The running joke inside Brain Co. is that if you want to extend your deck in the Bay Area, the permits will take 2 years. The first time this joke was told it was 6 months, and the duration has increased by a couple months every time it’s retold. [1] If you are a homeowner you already understand how painful this aspect of the American dream is, not just in America, but all over the world.

Using AI in construction permitting is straight forward:

  • Ingest the documents of a construction project: architectural blueprints, tables, and forms
  • Add safety and zoning regulations to flag violations in minutes, not years
  • Builders and architects can use these capabilities during design to identify violations
  • Governments can use these capabilities to ensure safe construction and enforce consistency where processes may be tribal knowledge

On the government side, we are actively developing a system that can fully automate the approval process. The problem space is complex, and so we are tackling the problem with a land-and-expand approach:

Permitting Automation comes with relatively high consequences and needs high accuracy and graceful degradation out of the gate. Unfortunately, Large Language Models (and neural networks) occasionally (frequently) make stuff up. A common approach for these complex problem spaces is building out additional systems to verify candidate solutions in parallel to the solution generation. From Retrieval-Augmented Generation to DeepMind’s OG AlphaCode, we see ML systems incorporate things like re-ranking, filtering, or validation. Confidence scoring can be similarly useful in enhancing the performance of systems that generate solutions, where we threshold out low confidence decisions. [2]

Architecture: Three-Tier Confidence Composition

Our confidence scoring architecture operates at three hierarchical levels, each consuming outputs from the previous tier along with original inputs. We can use a common zoning regulation, where bedrooms need a window, to illustrate this.

The extraction system is the core ML system that turns unstructured blueprints (images) into structured information (JSON) like windows and rooms. These then form the basis of the probabilities that:

  1. The area in a file is window (Value Confidence)
  2. The room has a window (Check Confidence)
  3. The application passes all regulations (Application Confidence)

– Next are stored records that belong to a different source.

//! Fetch orchestration against wiremock feeds and an in-memory store.

use std::sync::{Arc, Mutex};
use std::time::Duration;

use async_trait::async_trait;
use ednews_core::{parse_sources, Entry};
use ednews_crossref::{CrossrefClient, CrossrefConfig, DoiCache};
use ednews_db::{connect_pool, get_article_by_doi, run_migrations, save_items, ItemRow, PoolConfig};
use ednews_feeds::{
    resolve_sources, run_fetch, run_postprocess, DbPostprocessor, FeedError, FetchOptions,
    PostContext, ProcessorRegistry, SaveTarget, SourceStatus,
};
use sqlx::SqlitePool;
use wiremock::matchers::{method, path};
use wiremock::{Mock, MockServer, ResponseTemplate};

const THREE_AND_ONE_EMPTY: &str = r#"<?xml version="1.0"?>
<rss version="2.0"><channel><title>District A</title>
  <item><title>Budget hearing set</title><link>https://a.example.org/1</link></item>
  <item><title>New principal named</title><link>https://a.example.org/2</link></item>
  <item><title>Bond measure passes</title><link>https://a.example.org/3</link></item>
  <item><title>   </title></item>
</channel></rss>"#;

const JOURNAL: &str = r#"<?xml version="1.0"?>
<rss version="2.0"><channel><title>AERJ</title>
  <item>
    <title>Chronic absenteeism after the pandemic</title>
    <link>https://doi.org/10.3102/abc</link>
  </item>
  <item>
    <title>Teacher retention in rural districts</title>
    <link>https://journal.example.org/articles/42</link>
  </item>
</channel></rss>"#;

const ONE_NEW_PAPER: &str = r#"<?xml version="1.0"?>
<rss version="2.0"><channel><title>AERJ</title>
  <item><title>Newest paper in the feed</title><link>https://journal.example.org/new</link></item>
</channel></rss>"#;

/// Records the titles it is offered and optionally takes its time.
#[derive(Default)]
struct Recorder {
    offered: Mutex<Vec<String>>,
    delay: Duration,
}

#[async_trait]
impl DbPostprocessor for Recorder {
    fn name(&self) -> &str {
        "recorder"
    }

    async fn run(
        &self,
        _pool: &SqlitePool,
        rows: &[ItemRow],
        _ctx: &PostContext,
    ) -> Result<usize, FeedError> {
        tokio::time::sleep(self.delay).await;
        let mut offered = self.offered.lock().unwrap();
        offered.extend(rows.iter().filter_map(|r| r.title.clone()));
        Ok(rows.len())
    }
}

async fn store() -> SqlitePool {
    let pool = connect_pool("sqlite::memory:", PoolConfig::default())
        .await
        .expect("memory pool");
    run_migrations(&pool).await.expect("migrations");
    pool
}

fn crossref(base_url: &str) -> CrossrefClient {
    let config = CrossrefConfig {
        max_retries: 0,
        backoff_base_ms: 0,
        ..CrossrefConfig::default()
    };
    CrossrefClient::with_base_url(&config, DoiCache::new(), base_url).expect("crossref client")
}

fn http_client(timeout: Duration) -> reqwest::Client {
    reqwest::Client::builder()
        .timeout(timeout)
        .build()
        .expect("http client")
}

async fn count(pool: &SqlitePool, sql: &str) -> i64 {
    sqlx::query_scalar(sql).fetch_one(pool).await.unwrap()
}

async fn mount_feed(server: &MockServer, at: &str, body: &str) {
    Mock::given(method("GET"))
        .and(path(at))
        .respond_with(ResponseTemplate::new(200).set_body_string(body))
        .mount(server)
        .await;
}

#[tokio::test]
async fn slow_source_fails_alone() {
    let server = MockServer::start().await;
    mount_feed(&server, "/a.rss", THREE_AND_ONE_EMPTY).await;
    Mock::given(method("GET"))
        .and(path("/b.rss"))
        .respond_with(
            ResponseTemplate::new(200)
                .set_body_string(THREE_AND_ONE_EMPTY)
                .set_delay(Duration::from_secs(3)),
        )
        .mount(&server)
        .await;

    let uri = server.uri();
    let file = parse_sources(
        &format!(
            r#"{{"feeds": {{
                "a": {{"feed": "{uri}/a.rss"}},
                "b": {{"feed": "{uri}/b.rss"}},
                "c": {{"link": "https://c.example.org"}}
            }}}}"#
        ),
        "test",
    )
    .unwrap();
    let registry = ProcessorRegistry::with_builtins(&crossref(&uri));
    let sources = resolve_sources(&file, &registry).unwrap();

    let pool = store().await;
    let summary = run_fetch(
        &pool,
        &http_client(Duration::from_millis(500)),
        &sources,
        &FetchOptions::default(),
    )
    .await;

    let a = summary.report("a").expect("report for a");
    assert_eq!(a.status, SourceStatus::Ok);
    assert_eq!(a.fetched, 3);
    assert_eq!(a.saved, 3);

    assert!(summary.report("b").unwrap().is_failed());
    assert!(matches!(
        summary.report("c").unwrap().status,
        SourceStatus::Skipped(_)
    ));

    assert_eq!(summary.failed, 1);
    assert!(summary.is_partial_failure());
    assert_eq!(count(&pool, "SELECT COUNT(*) FROM items WHERE feed_id = 'a'").await, 3);
    assert_eq!(count(&pool, "SELECT COUNT(*) FROM items WHERE feed_id = 'b'").await, 0);
}

#[tokio::test]
async fn refetching_the_same_feed_saves_nothing_new() {
    let server = MockServer::start().await;
    mount_feed(&server, "/a.rss", THREE_AND_ONE_EMPTY).await;
    let uri = server.uri();
    let file = parse_sources(&format!(r#"{{"feeds": {{"a": {{"feed": "{uri}/a.rss"}}}}}}"#), "t").unwrap();
    let sources = resolve_sources(&file, &ProcessorRegistry::with_builtins(&crossref(&uri))).unwrap();
    let pool = store().await;
    let client = http_client(Duration::from_secs(5));

    let first = run_fetch(&pool, &client, &sources, &FetchOptions::default()).await;
    let second = run_fetch(&pool, &client, &sources, &FetchOptions::default()).await;
    assert_eq!(first.saved, 3);
    assert_eq!(second.saved, 0);
    assert!(!second.has_failures());
}

#[tokio::test]
async fn news_sources_are_saved_as_headlines() {
    let server = MockServer::start().await;
    mount_feed(&server, "/a.rss", THREE_AND_ONE_EMPTY).await;
    let uri = server.uri();
    let file = parse_sources(&format!(r#"{{"feeds": {{"a": {{"feed": "{uri}/a.rss"}}}}}}"#), "t").unwrap();
    let sources = resolve_sources(&file, &ProcessorRegistry::with_builtins(&crossref(&uri))).unwrap();
    let pool = store().await;

    let options = FetchOptions {
        target: SaveTarget::Headlines,
        ..FetchOptions::default()
    };
    let summary = run_fetch(&pool, &http_client(Duration::from_secs(5)), &sources, &options).await;
    assert_eq!(summary.saved, 3);
    assert_eq!(count(&pool, "SELECT COUNT(*) FROM headlines").await, 3);
    assert_eq!(count(&pool, "SELECT COUNT(*) FROM items").await, 0);
}

#[tokio::test]
async fn crossref_postprocessor_links_items_to_articles() {
    let server = MockServer::start().await;
    mount_feed(&server, "/aerj.rss", JOURNAL).await;
    Mock::given(method("GET"))
        .and(path("/works/10.3102/abc"))
        .respond_with(ResponseTemplate::new(200).set_body_json(serde_json::json!({
            "status": "ok",
            "message": {
                "DOI": "10.3102/abc",
                "title": ["Chronic Absenteeism After the Pandemic"],
                "author": [{"given": "Lena", "family": "Park"}],
                "issued": {"date-parts": [[2024, 9, 15]]}
            }
        })))
        .expect(1)
        .mount(&server)
        .await;
    Mock::given(method("GET"))
        .and(path("/works"))
        .respond_with(ResponseTemplate::new(200).set_body_json(serde_json::json!({
            "status": "ok",
            "message": {"items": [{"DOI": "10.9999/other"}, {"DOI": "10.3102/DEF"}]}
        })))
        .mount(&server)
        .await;
    Mock::given(method("GET"))
        .and(path("/works/10.3102/def"))
        .respond_with(ResponseTemplate::new(404))
        .mount(&server)
        .await;

    let uri = server.uri();
    let file = parse_sources(
        &format!(
            r#"{{"feeds": {{"aerj": {{
                "feed": "{uri}/aerj.rss",
                "publication_id": "10.3102",
                "issn": "0002-8312",
                "processor": ["rss", "crossref"]
            }}}}}}"#
        ),
        "test",
    )
    .unwrap();
    let sources = resolve_sources(&file, &ProcessorRegistry::with_builtins(&crossref(&uri))).unwrap();
    let pool = store().await;

    let summary = run_fetch(&pool, &http_client(Duration::from_secs(5)), &sources, &FetchOptions::default()).await;
    let report = summary.report("aerj").unwrap();
    assert_eq!(report.saved, 2);
    assert_eq!(report.enriched, 2);
    assert_eq!(report.post_failures, 0);

    let enriched = get_article_by_doi(&pool, "10.3102/abc").await.unwrap().unwrap();
    assert_eq!(enriched.title.as_deref(), Some("Chronic Absenteeism After the Pandemic"));
    assert_eq!(enriched.authors.as_deref(), Some("Lena Park"));
    assert_eq!(enriched.feed_id.as_deref(), Some("aerj"));
    assert_eq!(enriched.issn.as_deref(), Some("0002-8312"));

    let placeholder = get_article_by_doi(&pool, "10.3102/def").await.unwrap().unwrap();
    assert_eq!(placeholder.title.as_deref(), Some("Teacher retention in rural districts"));
    assert_eq!(placeholder.authors, None);

    assert_eq!(count(&pool, "SELECT COUNT(*) FROM items WHERE doi IS NOT NULL").await, 2);
    assert_eq!(
        count(&pool, "SELECT COUNT(*) FROM items WHERE doi = '10.3102/abc' AND published = '2024-09-15'").await,
        1
    );
}

#[tokio::test]
async fn legacy_enricher_output_is_upserted_as_articles() {
    let server = MockServer::start().await;
    mount_feed(&server, "/aerj.rss", JOURNAL).await;
    Mock::given(method("GET"))
        .and(path("/works/10.3102/abc"))
        .respond_with(ResponseTemplate::new(200).set_body_json(serde_json::json!({
            "message": {"DOI": "10.3102/abc", "author": [{"given": "Lena", "family": "Park"}]}
        })))
        .mount(&server)
        .await;
    Mock::given(method("GET"))
        .and(path("/works"))
        .respond_with(ResponseTemplate::new(200).set_body_json(serde_json::json!({
            "message": {"items": []}
        })))
        .mount(&server)
        .await;

    let uri = server.uri();
    let file = parse_sources(
        &format!(
            r#"{{"feeds": {{"aerj": {{"feed": "{uri}/aerj.rss", "processor": {{"pre": "rss", "post": "crossref_enricher"}}}}}}}}"#
        ),
        "test",
    )
    .unwrap();
    let sources = resolve_sources(&file, &ProcessorRegistry::with_builtins(&crossref(&uri))).unwrap();
    let pool = store().await;

    let summary = run_fetch(&pool, &http_client(Duration::from_secs(5)), &sources, &FetchOptions::default()).await;
    let report = summary.report("aerj").unwrap();
    assert_eq!(report.enriched, 1);

    let article = get_article_by_doi(&pool, "10.3102/abc").await.unwrap().unwrap();
    assert_eq!(article.title.as_deref(), Some("Chronic absenteeism after the pandemic"));
    assert_eq!(article.authors.as_deref(), Some("Lena Park"));
    assert_eq!(count(&pool, "SELECT COUNT(*) FROM articles").await, 1);
}

#[tokio::test]
async fn postprocess_reruns_over_stored_items() {
    let server = MockServer::start().await;
    mount_feed(&server, "/aerj.rss", JOURNAL).await;
    Mock::given(method("GET"))
        .and(path("/works/10.3102/abc"))
        .respond_with(ResponseTemplate::new(200).set_body_json(serde_json::json!({
            "message": {"DOI": "10.3102/abc", "title": ["Chronic Absenteeism"]}
        })))
        .mount(&server)
        .await;
    Mock::given(method("GET"))
        .and(path("/works"))
        .respond_with(ResponseTemplate::new(200).set_body_json(serde_json::json!({
            "message": {"items": []}
        })))
        .mount(&server)
        .await;

    let uri = server.uri();
    let registry = ProcessorRegistry::with_builtins(&crossref(&uri));
    let plain = parse_sources(&format!(r#"{{"feeds": {{"aerj": {{"feed": "{uri}/aerj.rss"}}}}}}"#), "t").unwrap();
    let enriched = parse_sources(
        &format!(r#"{{"feeds": {{"aerj": {{"feed": "{uri}/aerj.rss", "processor": ["rss", "crossref"]}}}}}}"#),
        "t",
    )
    .unwrap();
    let pool = store().await;

    let fetched = run_fetch(
        &pool,
        &http_client(Duration::from_secs(5)),
        &resolve_sources(&plain, &registry).unwrap(),
        &FetchOptions::default(),
    )
    .await;
    assert_eq!(fetched.saved, 2);
    assert_eq!(count(&pool, "SELECT COUNT(*) FROM articles").await, 0);

    let summary = run_postprocess(
        &pool,
        &resolve_sources(&enriched, &registry).unwrap(),
        &FetchOptions::default(),
    )
    .await;
    let report = summary.report("aerj").unwrap();
    assert_eq!(report.fetched, 2);
    assert_eq!(report.enriched, 1);
    assert_eq!(count(&pool, "SELECT COUNT(*) FROM items WHERE doi = '10.3102/abc'").await, 1);

    let none = run_postprocess(&pool, &resolve_sources(&plain, &registry).unwrap(), &FetchOptions::default()).await;
    assert!(none.reports.is_empty());
}

#[tokio::test]
async fn postprocessor_sees_new_items_on_a_full_source() {
    let server = MockServer::start().await;
    mount_feed(&server, "/aerj.rss", ONE_NEW_PAPER).await;
    let uri = server.uri();

    let pool = store().await;
    let backlog: Vec<Entry> = (0..2000)
        .map(|n| Entry {
            title: Some(format!("Backlog paper {n}")),
            link: Some(format!("https://journal.example.org/old/{n}")),
            ..Entry::default()
        })
        .collect();
    assert_eq!(save_items(&pool, "aerj", &backlog, &[]).await.unwrap(), 2000);

    let recorder = Arc::new(Recorder::default());
    let mut registry = ProcessorRegistry::with_builtins(&crossref(&uri));
    registry.register_db_postprocessor("recorder", Arc::clone(&recorder) as Arc<dyn DbPostprocessor>);
    let file = parse_sources(
        &format!(r#"{{"feeds": {{"aerj": {{"feed": "{uri}/aerj.rss", "processor": ["rss", "recorder"]}}}}}}"#),
        "t",
    )
    .unwrap();
    let sources = resolve_sources(&file, &registry).unwrap();

    let summary = run_fetch(&pool, &http_client(Duration::from_secs(5)), &sources, &FetchOptions::default()).await;
    assert_eq!(summary.report("aerj").unwrap().saved, 1);

    let offered = recorder.offered.lock().unwrap();
    assert_eq!(offered.len(), 2000);
    assert_eq!(offered.last().map(String::as_str), Some("Newest paper in the feed"));
    assert!(!offered.iter().any(|t| t == "Backlog paper 0"));
}

#[tokio::test]
async fn slow_postprocessor_does_not_time_out_other_fetches() {
    let server = MockServer::start().await;
    mount_feed(&server, "/a.rss", JOURNAL).await;
    Mock::given(method("GET"))
        .and(path("/b.rss"))
        .respond_with(
            ResponseTemplate::new(200)
                .set_body_string(THREE_AND_ONE_EMPTY)
                .set_delay(Duration::from_millis(300)),
        )
        .mount(&server)
        .await;
    let uri = server.uri();

    let recorder = Arc::new(Recorder {
        delay: Duration::from_secs(2),
        ..Recorder::default()
    });
    let mut registry = ProcessorRegistry::with_builtins(&crossref(&uri));
    registry.register_db_postprocessor("recorder", Arc::clone(&recorder) as Arc<dyn DbPostprocessor>);
    let file = parse_sources(
        &format!(
            r#"{{"feeds": {{
                "a": {{"feed": "{uri}/a.rss", "processor": ["rss", "recorder"]}},
                "b": {{"feed": "{uri}/b.rss"}}
            }}}}"#
        ),
        "t",
    )
    .unwrap();
    let sources = resolve_sources(&file, &registry).unwrap();
    let pool = store().await;

    let summary = run_fetch(&pool, &http_client(Duration::from_secs(1)), &sources, &FetchOptions::default()).await;

    let a = summary.report("a").unwrap();
    assert_eq!(a.status, SourceStatus::Ok);
    assert_eq!(a.enriched, 2);
    assert_eq!(summary.report("b").unwrap().status, SourceStatus::Ok);
    assert_eq!(summary.failed, 0);
    assert_eq!(count(&pool, "SELECT COUNT(*) FROM items WHERE feed_id = 'b'").await, 3);
}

Level 1: Value Extraction Confidence

SoTA vision models provide a confidence score that is a combination of existence as well as class confidence. These outputs are used in conjunction with other signals to generate the confidence of if an object is a bedroom and if an object is a window:

  • Object properties (e.g. thin, low-contrast lines may give less confidence)
  • Application file properties (e.g. blurry files might give less confidence )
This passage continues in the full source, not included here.